* **Exercise input**
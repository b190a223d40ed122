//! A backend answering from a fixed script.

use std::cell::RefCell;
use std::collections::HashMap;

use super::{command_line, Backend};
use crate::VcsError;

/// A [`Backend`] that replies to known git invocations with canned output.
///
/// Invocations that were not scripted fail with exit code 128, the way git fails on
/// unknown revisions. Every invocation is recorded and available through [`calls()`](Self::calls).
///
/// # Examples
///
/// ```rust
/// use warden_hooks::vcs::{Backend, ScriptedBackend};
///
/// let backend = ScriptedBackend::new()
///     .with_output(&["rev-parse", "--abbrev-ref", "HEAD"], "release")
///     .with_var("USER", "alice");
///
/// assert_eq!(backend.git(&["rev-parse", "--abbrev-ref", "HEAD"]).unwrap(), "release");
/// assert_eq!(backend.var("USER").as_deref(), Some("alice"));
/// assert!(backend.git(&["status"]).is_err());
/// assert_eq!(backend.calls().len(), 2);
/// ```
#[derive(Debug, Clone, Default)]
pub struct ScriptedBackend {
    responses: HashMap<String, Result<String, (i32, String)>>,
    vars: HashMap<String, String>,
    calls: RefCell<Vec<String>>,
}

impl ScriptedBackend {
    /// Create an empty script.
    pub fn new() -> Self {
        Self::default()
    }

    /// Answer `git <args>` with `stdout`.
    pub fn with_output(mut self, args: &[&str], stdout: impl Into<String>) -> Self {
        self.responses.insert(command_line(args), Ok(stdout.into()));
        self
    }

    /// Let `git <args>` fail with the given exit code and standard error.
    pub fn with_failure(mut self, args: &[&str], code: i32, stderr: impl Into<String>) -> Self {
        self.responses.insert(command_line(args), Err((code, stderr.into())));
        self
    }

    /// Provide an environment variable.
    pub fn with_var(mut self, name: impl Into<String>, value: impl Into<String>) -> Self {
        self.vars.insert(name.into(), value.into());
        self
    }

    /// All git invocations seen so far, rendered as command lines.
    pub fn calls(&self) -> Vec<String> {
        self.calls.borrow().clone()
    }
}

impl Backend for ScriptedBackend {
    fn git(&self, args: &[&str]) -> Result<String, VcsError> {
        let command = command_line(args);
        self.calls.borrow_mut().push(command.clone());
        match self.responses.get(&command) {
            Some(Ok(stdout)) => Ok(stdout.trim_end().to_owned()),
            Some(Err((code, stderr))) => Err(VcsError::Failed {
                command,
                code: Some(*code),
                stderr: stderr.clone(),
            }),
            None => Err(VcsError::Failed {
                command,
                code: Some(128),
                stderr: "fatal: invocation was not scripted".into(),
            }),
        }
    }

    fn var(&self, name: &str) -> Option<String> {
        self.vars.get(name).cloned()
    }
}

* **Problem statement**
From the line that has "#[derive(Debug, Clone, Default)]" through the line that has "self.calls.borrow_mut().push(command.clone());", copy every line exactly as it appears above, and leave out all others.

* **Task solution**
#[derive(Debug, Clone, Default)]
pub struct ScriptedBackend {
    responses: HashMap<String, Result<String, (i32, String)>>,
    vars: HashMap<String, String>,
    calls: RefCell<Vec<String>>,
}

impl ScriptedBackend {
    /// Create an empty script.
    pub fn new() -> Self {
        Self::default()
    }

    /// Answer `git <args>` with `stdout`.
    pub fn with_output(mut self, args: &[&str], stdout: impl Into<String>) -> Self {
        self.responses.insert(command_line(args), Ok(stdout.into()));
        self
    }

    /// Let `git <args>` fail with the given exit code and standard error.
    pub fn with_failure(mut self, args: &[&str], code: i32, stderr: impl Into<String>) -> Self {
        self.responses.insert(command_line(args), Err((code, stderr.into())));
        self
    }

    /// Provide an environment variable.
    pub fn with_var(mut self, name: impl Into<String>, value: impl Into<String>) -> Self {
        self.vars.insert(name.into(), value.into());
        self
    }

    /// All git invocations seen so far, rendered as command lines.
    pub fn calls(&self) -> Vec<String> {
        self.calls.borrow().clone()
    }
}

impl Backend for ScriptedBackend {
    fn git(&self, args: &[&str]) -> Result<String, VcsError> {
        let command = command_line(args);
        self.calls.borrow_mut().push(command.clone());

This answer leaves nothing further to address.